С другой стороны, и потребность запрокидываться назад, чтобы разобраться с этой самой родословной, должна же откуда-то возникнуть, как и моя дурацкая привычка высчитывать временные промежутки: вспоминая тот или этот день, я иногда проделываю в уме операцию, смысла которой сама не знаю. «Если бы у этого дня был ребенок, — думаю я, — ему исполнилось бы столько-то». Именно так: не у меня или кого-то еще, а у самого события — словно то, что изменило мой мир, уже было рождением кого-то нового. Этим несуществовавшим детям, населившим мою землю, уже немало лет, и самих их немало; чаще всего я вспоминаю одного. Если бы 15 января 1998 года, в день, что в Москве был ослепительным и морозным, а в Вюрцбурге серым, запотевшим изнутри, мамина смерть стала ребенком, ему бы сейчас исполнилось девятнадцать.
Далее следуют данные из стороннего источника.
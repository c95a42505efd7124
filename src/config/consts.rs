// src/config/consts.rs

// Net config
pub const BASE_URL: &str = "https://minecraft.wiki/w";
pub const USER_AGENT: &str = concat!("wiki_scrape/", env!("CARGO_PKG_VERSION"));
pub const REQUEST_TIMEOUT_SECS: u64 = 15;
// Body text of a placeholder page (HTTP 200 for an article that doesn't exist)
pub const SOFT_404_MARKER: &str = "There is currently no text in this page";

// Local html files (offline mode)
pub const LOCAL_HTML_DIR: &str = "test_files";
pub const LOCAL_HTML_EXT: &str = "html";

// Local store
pub const STORE_DIR: &str = ".store";
pub const FREQUENCY_FILE: &str = "word-counts.json";
pub const LOG_FILE: &str = "debug.log";

// Reference corpus: <CORPUS_DIR>/<language>.csv
pub const CORPUS_DIR: &str = "corpus";
pub const DEFAULT_LANGUAGE: &str = "en";

// Export
pub const DEFAULT_OUT_DIR: &str = "out";
pub const TOP_WORDS_SHOWN: usize = 10;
«Как-то вечером, в Москве, на квартире Е. П. Пешковой, Ленин, слушая сонаты Бетховена в исполнении Исая Добровейн, сказал:
— Ничего не знаю лучше „Appassionata“, готов слушать ее каждый день. Изумительная, нечеловеческая музыка. Я всегда с гордостью, может быть, наивной, детской, думаю: вот какие чудеса могут делать люди. — И, прищурясь, усмехаясь, он прибавил невесело: — Но часто слушать музыку не могу, действует на нервы, хочется милые глупости говорить и гладить по головкам людей, которые, живя в грязном аду, могут создавать такую красоту. А сегодня гладить по головке никого нельзя — руку откусят, и надобно бить по головкам, бить безжалостно, хотя мы, в идеале, против всякого насилия над людьми. Гм-м — должность адски трудная».
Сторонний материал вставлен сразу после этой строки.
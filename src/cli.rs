// src/cli.rs
use std::io::{self, Write};
use std::path::PathBuf;

use clap::{CommandFactory, Parser, ValueEnum};

use crate::analysis::Mode;
use crate::config::consts::{BASE_URL, DEFAULT_LANGUAGE, LOCAL_HTML_DIR};
use crate::config::options::{AppOptions, ExportFormat, FetchSource};
use crate::corpus::FrequencyCorpus;
use crate::runner::{Action, Runner};

#[derive(Debug, Parser)]
#[command(name = "wiki_scrape", version, about = "Minecraft Wiki scraper tool")]
pub struct Args {
    /// Fetch summary for the specified phrase
    #[arg(long, value_name = "PHRASE")]
    pub summary: Option<String>,

    /// Fetch a table from the article (requires --number)
    #[arg(long, value_name = "PHRASE", requires = "number")]
    pub table: Option<String>,

    /// Index of the table to extract (indexing starts from 1)
    #[arg(long, value_name = "NUMBER", value_parser = clap::value_parser!(u32).range(1..))]
    pub number: Option<u32>,

    /// Treat first row of the table as a header
    #[arg(long)]
    pub first_row_is_header: bool,

    /// Count words in the specified article and add them to the stored totals
    #[arg(long, value_name = "PHRASE")]
    pub count_words: Option<String>,

    /// Compare stored word counts with the wiki language's reference
    /// frequencies (requires --mode, --count)
    #[arg(long, requires_all = ["mode", "count"])]
    pub analyze_relative_word_frequency: bool,

    /// Sort by most frequent article words or most frequent language words
    #[arg(long, value_enum)]
    pub mode: Option<ModeArg>,

    /// Number of top words to display for analyzing
    #[arg(long, value_name = "NUMBER", value_parser = clap::value_parser!(u32).range(1..))]
    pub count: Option<u32>,

    /// Read articles from saved HTML files instead of the network
    #[arg(long, value_name = "DIR", num_args = 0..=1, default_missing_value = LOCAL_HTML_DIR)]
    pub local: Option<PathBuf>,

    /// Wiki article base URL
    #[arg(long, value_name = "URL", default_value = BASE_URL)]
    pub base_url: String,

    /// Reference language code
    #[arg(long, value_name = "CODE", default_value = DEFAULT_LANGUAGE)]
    pub language: String,

    /// Word count store file
    #[arg(long, value_name = "PATH")]
    pub store: Option<PathBuf>,

    /// Directory holding <language>.csv reference frequency files
    #[arg(long, value_name = "DIR")]
    pub corpus_dir: Option<PathBuf>,

    /// Directory for exported tables
    #[arg(long, value_name = "DIR")]
    pub out_dir: Option<PathBuf>,

    /// Table export format
    #[arg(long, value_enum, default_value_t = FormatArg::Csv)]
    pub format: FormatArg,
}

#[derive(Clone, Copy, Debug, PartialEq, Eq, ValueEnum)]
pub enum ModeArg {
    Article,
    Language,
}

impl From<ModeArg> for Mode {
    fn from(m: ModeArg) -> Self {
        match m {
            ModeArg::Article => Mode::Article,
            ModeArg::Language => Mode::Language,
        }
    }
}

#[derive(Clone, Copy, Debug, PartialEq, Eq, ValueEnum)]
pub enum FormatArg {
    Csv,
    Tsv,
}

impl Args {
    pub fn options(&self) -> AppOptions {
        let mut opts = AppOptions::default();
        opts.fetch.source = match &self.local {
            Some(dir) => FetchSource::Local { dir: dir.clone() },
            None => FetchSource::Remote { base_url: self.base_url.clone() },
        };
        if let Some(p) = &self.store {
            opts.store.path = p.clone();
        }
        if let Some(d) = &self.corpus_dir {
            opts.corpus.dir = d.clone();
        }
        opts.corpus.language = self.language.clone();
        if let Some(d) = &self.out_dir {
            opts.export.dir = d.clone();
        }
        opts.export.format = match self.format {
            FormatArg::Csv => ExportFormat::Csv,
            FormatArg::Tsv => ExportFormat::Tsv,
        };
        opts
    }

    pub fn actions(&self) -> Vec<Action> {
        let mut actions = Vec::new();
        if let Some(title) = &self.summary {
            actions.push(Action::Summary { title: title.clone() });
        }
        if let (Some(title), Some(number)) = (&self.table, self.number) {
            actions.push(Action::Table {
                title: title.clone(),
                number: number as usize,
                first_row_is_header: self.first_row_is_header,
            });
        }
        if let Some(title) = &self.count_words {
            actions.push(Action::CountWords { title: title.clone() });
        }
        if self.analyze_relative_word_frequency {
            if let (Some(mode), Some(count)) = (self.mode, self.count) {
                actions.push(Action::Analyze { mode: mode.into(), count: count as usize });
            }
        }
        actions
    }
}

pub fn run() -> color_eyre::Result<()> {
    let args = Args::parse();
    let options = args.options();
    crate::log::init(&options.store.log_path());

    let actions = args.actions();
    if actions.is_empty() {
        Args::command().print_help()?;
        return Ok(());
    }

    let mut corpus = FrequencyCorpus::new();
    if actions.iter().any(|a| matches!(a, Action::Analyze { .. })) {
        // A missing corpus only fails the analysis action, reported by the runner.
        if let Err(e) = corpus.load_language(&options.corpus.dir, &options.corpus.language) {
            logw!("{e}");
            eprintln!("Warning: {e}");
        }
    }

    let mut runner = Runner::new(&options, Box::new(corpus));
    let stdout = io::stdout();
    let mut out = stdout.lock();
    let summary = runner.run(&actions, &mut out)?;
    out.flush()?;
    logf!("Run finished: {} ok, {} failed", summary.completed, summary.failed);
    Ok(())
}

#[cfg(test)]
mod tests {
    use super::*;

    fn parse(args: &[&str]) -> Result<Args, clap::Error> {
        Args::try_parse_from(std::iter::once("wiki_scrape").chain(args.iter().copied()))
    }

    #[test]
    fn table_requires_number() {
        assert!(parse(&["--table", "Creeper"]).is_err());
        let a = parse(&["--table", "Creeper", "--number", "2", "--first-row-is-header"]).unwrap();
        assert_eq!(
            a.actions(),
            vec![Action::Table { title: s!("Creeper"), number: 2, first_row_is_header: true }]
        );
    }

    #[test]
    fn numbers_start_at_one() {
        assert!(parse(&["--table", "Creeper", "--number", "0"]).is_err());
        assert!(parse(&["--analyze-relative-word-frequency", "--mode", "article", "--count", "0"]).is_err());
    }

    #[test]
    fn analysis_requires_mode_and_count() {
        assert!(parse(&["--analyze-relative-word-frequency", "--mode", "article"]).is_err());
        let a = parse(&["--analyze-relative-word-frequency", "--mode", "language", "--count", "5"]).unwrap();
        assert_eq!(a.actions(), vec![Action::Analyze { mode: Mode::Language, count: 5 }]);
    }

    #[test]
    fn local_flag_defaults_directory() {
        let a = parse(&["--summary", "Creeper", "--local"]).unwrap();
        assert_eq!(
            a.options().fetch.source,
            FetchSource::Local { dir: PathBuf::from(LOCAL_HTML_DIR) }
        );
        let b = parse(&["--summary", "Creeper", "--base-url", "https://example.org/wiki/"]).unwrap();
        assert_eq!(
            b.options().fetch.source,
            FetchSource::Remote { base_url: s!("https://example.org/wiki/") }
        );
    }
}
Этот абзац из воспоминаний о Ленине, написанных Максимом Горьким и отцензурированных советской властью, часто цитируют, особенно пассаж про «бить по головкам». Еще говорят про то, что рассказчик перепутал сонаты: сам Добровейн, уехавший из России, утверждал, что играл вождю «Патетическую». Вечер, когда Ленин приходил в гости к писателю, воспроизводился официальной народной памятью столько раз, что в художественном фильме «Аппассионата», снятом в 1963-м, буквально повторяется композиция картины Налбандяна «В. И. Ленин у А. М. Горького в 1920 году», написанной за несколько лет до этого. И полосатый диван, и теплый полушалок Пешковой, и низко висящая кабинетная лампа — неизменные участники вечера, музыки и разговора, как и густая метель в окне. Фильм начинается с того, как крутится снег над кремлевскими зубцами, зима грозная, голодная, эпическая, Ленин с Горьким подкармливают дровами печку-буржуйку в ледяной квартире, вбегает девочка и говорит о Крыме — туда нельзя, там врангелевские войска. На самом деле до зимы было еще далеко, Добровейна позвали в особенные гости (кроме него, там были трое: хозяева дома и Ильич) 20 октября. В этот вечер, как говорят, Ленин настойчиво предлагал Горькому пожить за границей; на прощание он скажет знаменитое: «А не уедете — вышлем».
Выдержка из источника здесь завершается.